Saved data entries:
● ● ● ●

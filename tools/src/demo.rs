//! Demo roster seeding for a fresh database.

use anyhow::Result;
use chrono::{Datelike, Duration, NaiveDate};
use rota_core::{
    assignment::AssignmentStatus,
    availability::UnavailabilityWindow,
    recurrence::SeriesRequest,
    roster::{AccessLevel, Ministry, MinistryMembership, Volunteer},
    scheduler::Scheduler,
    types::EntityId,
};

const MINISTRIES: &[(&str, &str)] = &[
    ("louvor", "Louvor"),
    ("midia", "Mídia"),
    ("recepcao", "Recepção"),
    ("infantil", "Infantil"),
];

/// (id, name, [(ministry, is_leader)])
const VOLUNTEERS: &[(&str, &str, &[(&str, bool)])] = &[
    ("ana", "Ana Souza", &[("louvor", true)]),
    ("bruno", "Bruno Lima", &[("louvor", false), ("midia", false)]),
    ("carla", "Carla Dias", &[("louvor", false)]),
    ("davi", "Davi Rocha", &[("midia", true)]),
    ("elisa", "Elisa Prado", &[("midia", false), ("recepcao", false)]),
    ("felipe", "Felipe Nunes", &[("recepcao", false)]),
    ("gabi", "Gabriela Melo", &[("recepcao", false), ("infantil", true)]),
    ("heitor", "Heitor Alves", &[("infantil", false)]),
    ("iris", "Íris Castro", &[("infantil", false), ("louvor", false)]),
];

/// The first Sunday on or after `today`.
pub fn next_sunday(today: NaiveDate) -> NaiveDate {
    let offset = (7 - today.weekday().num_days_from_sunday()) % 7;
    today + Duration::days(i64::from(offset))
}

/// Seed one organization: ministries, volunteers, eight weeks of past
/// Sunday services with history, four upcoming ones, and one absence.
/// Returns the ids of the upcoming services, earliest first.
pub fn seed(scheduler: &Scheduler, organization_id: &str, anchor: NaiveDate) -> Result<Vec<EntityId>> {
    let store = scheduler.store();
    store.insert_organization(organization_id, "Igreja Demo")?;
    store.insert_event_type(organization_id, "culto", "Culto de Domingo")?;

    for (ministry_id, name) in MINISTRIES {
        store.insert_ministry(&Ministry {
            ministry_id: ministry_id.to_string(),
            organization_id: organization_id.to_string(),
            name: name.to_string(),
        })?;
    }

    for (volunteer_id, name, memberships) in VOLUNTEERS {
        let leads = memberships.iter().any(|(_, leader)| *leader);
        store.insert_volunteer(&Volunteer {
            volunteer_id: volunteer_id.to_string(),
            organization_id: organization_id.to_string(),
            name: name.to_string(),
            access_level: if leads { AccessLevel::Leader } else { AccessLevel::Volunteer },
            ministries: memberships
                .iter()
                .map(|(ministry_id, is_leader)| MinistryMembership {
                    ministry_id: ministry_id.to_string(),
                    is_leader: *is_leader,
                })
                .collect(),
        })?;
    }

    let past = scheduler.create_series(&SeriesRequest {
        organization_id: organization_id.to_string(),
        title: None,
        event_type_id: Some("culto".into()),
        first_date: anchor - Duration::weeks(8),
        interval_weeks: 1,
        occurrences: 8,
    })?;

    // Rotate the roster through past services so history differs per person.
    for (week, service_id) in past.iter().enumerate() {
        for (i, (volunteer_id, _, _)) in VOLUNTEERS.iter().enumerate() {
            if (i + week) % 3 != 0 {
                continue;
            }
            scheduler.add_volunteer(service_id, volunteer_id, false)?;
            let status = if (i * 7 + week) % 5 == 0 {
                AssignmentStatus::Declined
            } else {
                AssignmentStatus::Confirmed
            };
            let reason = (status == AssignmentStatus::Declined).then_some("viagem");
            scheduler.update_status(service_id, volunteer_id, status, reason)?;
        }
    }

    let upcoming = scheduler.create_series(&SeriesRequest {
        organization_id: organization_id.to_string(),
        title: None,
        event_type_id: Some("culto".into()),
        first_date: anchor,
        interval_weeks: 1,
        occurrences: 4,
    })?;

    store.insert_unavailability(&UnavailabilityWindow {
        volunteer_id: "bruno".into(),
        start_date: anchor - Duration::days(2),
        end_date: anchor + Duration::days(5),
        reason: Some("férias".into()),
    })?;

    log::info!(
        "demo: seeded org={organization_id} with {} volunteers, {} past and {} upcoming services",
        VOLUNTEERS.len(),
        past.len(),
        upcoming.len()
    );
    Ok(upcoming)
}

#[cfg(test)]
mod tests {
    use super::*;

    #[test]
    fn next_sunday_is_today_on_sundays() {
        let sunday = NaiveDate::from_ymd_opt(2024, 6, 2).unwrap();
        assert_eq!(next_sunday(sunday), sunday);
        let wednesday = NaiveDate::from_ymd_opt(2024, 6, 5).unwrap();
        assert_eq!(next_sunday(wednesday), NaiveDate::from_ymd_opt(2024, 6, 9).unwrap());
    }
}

● ● ● ●

Instructions for the task
Copy every line above without altering a word.

Solution below
filename tools/src/demo.rs
//! Demo roster seeding for a fresh database.

use anyhow::Result;
use chrono::{Datelike, Duration, NaiveDate};
use rota_core::{
    assignment::AssignmentStatus,
    availability::UnavailabilityWindow,
    recurrence::SeriesRequest,
    roster::{AccessLevel, Ministry, MinistryMembership, Volunteer},
    scheduler::Scheduler,
    types::EntityId,
};

const MINISTRIES: &[(&str, &str)] = &[
    ("louvor", "Louvor"),
    ("midia", "Mídia"),
    ("recepcao", "Recepção"),
    ("infantil", "Infantil"),
];

/// (id, name, [(ministry, is_leader)])
const VOLUNTEERS: &[(&str, &str, &[(&str, bool)])] = &[
    ("ana", "Ana Souza", &[("louvor", true)]),
    ("bruno", "Bruno Lima", &[("louvor", false), ("midia", false)]),
    ("carla", "Carla Dias", &[("louvor", false)]),
    ("davi", "Davi Rocha", &[("midia", true)]),
    ("elisa", "Elisa Prado", &[("midia", false), ("recepcao", false)]),
    ("felipe", "Felipe Nunes", &[("recepcao", false)]),
    ("gabi", "Gabriela Melo", &[("recepcao", false), ("infantil", true)]),
    ("heitor", "Heitor Alves", &[("infantil", false)]),
    ("iris", "Íris Castro", &[("infantil", false), ("louvor", false)]),
];

/// The first Sunday on or after `today`.
pub fn next_sunday(today: NaiveDate) -> NaiveDate {
    let offset = (7 - today.weekday().num_days_from_sunday()) % 7;
    today + Duration::days(i64::from(offset))
}

/// Seed one organization: ministries, volunteers, eight weeks of past
/// Sunday services with history, four upcoming ones, and one absence.
/// Returns the ids of the upcoming services, earliest first.
pub fn seed(scheduler: &Scheduler, organization_id: &str, anchor: NaiveDate) -> Result<Vec<EntityId>> {
    let store = scheduler.store();
    store.insert_organization(organization_id, "Igreja Demo")?;
    store.insert_event_type(organization_id, "culto", "Culto de Domingo")?;

    for (ministry_id, name) in MINISTRIES {
        store.insert_ministry(&Ministry {
            ministry_id: ministry_id.to_string(),
            organization_id: organization_id.to_string(),
            name: name.to_string(),
        })?;
    }

    for (volunteer_id, name, memberships) in VOLUNTEERS {
        let leads = memberships.iter().any(|(_, leader)| *leader);
        store.insert_volunteer(&Volunteer {
            volunteer_id: volunteer_id.to_string(),
            organization_id: organization_id.to_string(),
            name: name.to_string(),
            access_level: if leads { AccessLevel::Leader } else { AccessLevel::Volunteer },
            ministries: memberships
                .iter()
                .map(|(ministry_id, is_leader)| MinistryMembership {
                    ministry_id: ministry_id.to_string(),
                    is_leader: *is_leader,
                })
                .collect(),
        })?;
    }

    let past = scheduler.create_series(&SeriesRequest {
        organization_id: organization_id.to_string(),
        title: None,
        event_type_id: Some("culto".into()),
        first_date: anchor - Duration::weeks(8),
        interval_weeks: 1,
        occurrences: 8,
    })?;

    // Rotate the roster through past services so history differs per person.
    for (week, service_id) in past.iter().enumerate() {
        for (i, (volunteer_id, _, _)) in VOLUNTEERS.iter().enumerate() {
            if (i + week) % 3 != 0 {
                continue;
            }
            scheduler.add_volunteer(service_id, volunteer_id, false)?;
            let status = if (i * 7 + week) % 5 == 0 {
                AssignmentStatus::Declined
            } else {
                AssignmentStatus::Confirmed
            };
            let reason = (status == AssignmentStatus::Declined).then_some("viagem");
            scheduler.update_status(service_id, volunteer_id, status, reason)?;
        }
    }

    let upcoming = scheduler.create_series(&SeriesRequest {
        organization_id: organization_id.to_string(),
        title: None,
        event_type_id: Some("culto".into()),
        first_date: anchor,
        interval_weeks: 1,
        occurrences: 4,
    })?;

    store.insert_unavailability(&UnavailabilityWindow {
        volunteer_id: "bruno".into(),
        start_date: anchor - Duration::days(2),
        end_date: anchor + Duration::days(5),
        reason: Some("férias".into()),
    })?;

    log::info!(
        "demo: seeded org={organization_id} with {} volunteers, {} past and {} upcoming services",
        VOLUNTEERS.len(),
        past.len(),
        upcoming.len()
    );
    Ok(upcoming)
}

#[cfg(test)]
mod tests {
    use super::*;

    #[test]
    fn next_sunday_is_today_on_sundays() {
        let sunday = NaiveDate::from_ymd_opt(2024, 6, 2).unwrap();
        assert_eq!(next_sunday(sunday), sunday);
        let wednesday = NaiveDate::from_ymd_opt(2024, 6, 5).unwrap();
        assert_eq!(next_sunday(wednesday), NaiveDate::from_ymd_opt(2024, 6, 9).unwrap());
    }
}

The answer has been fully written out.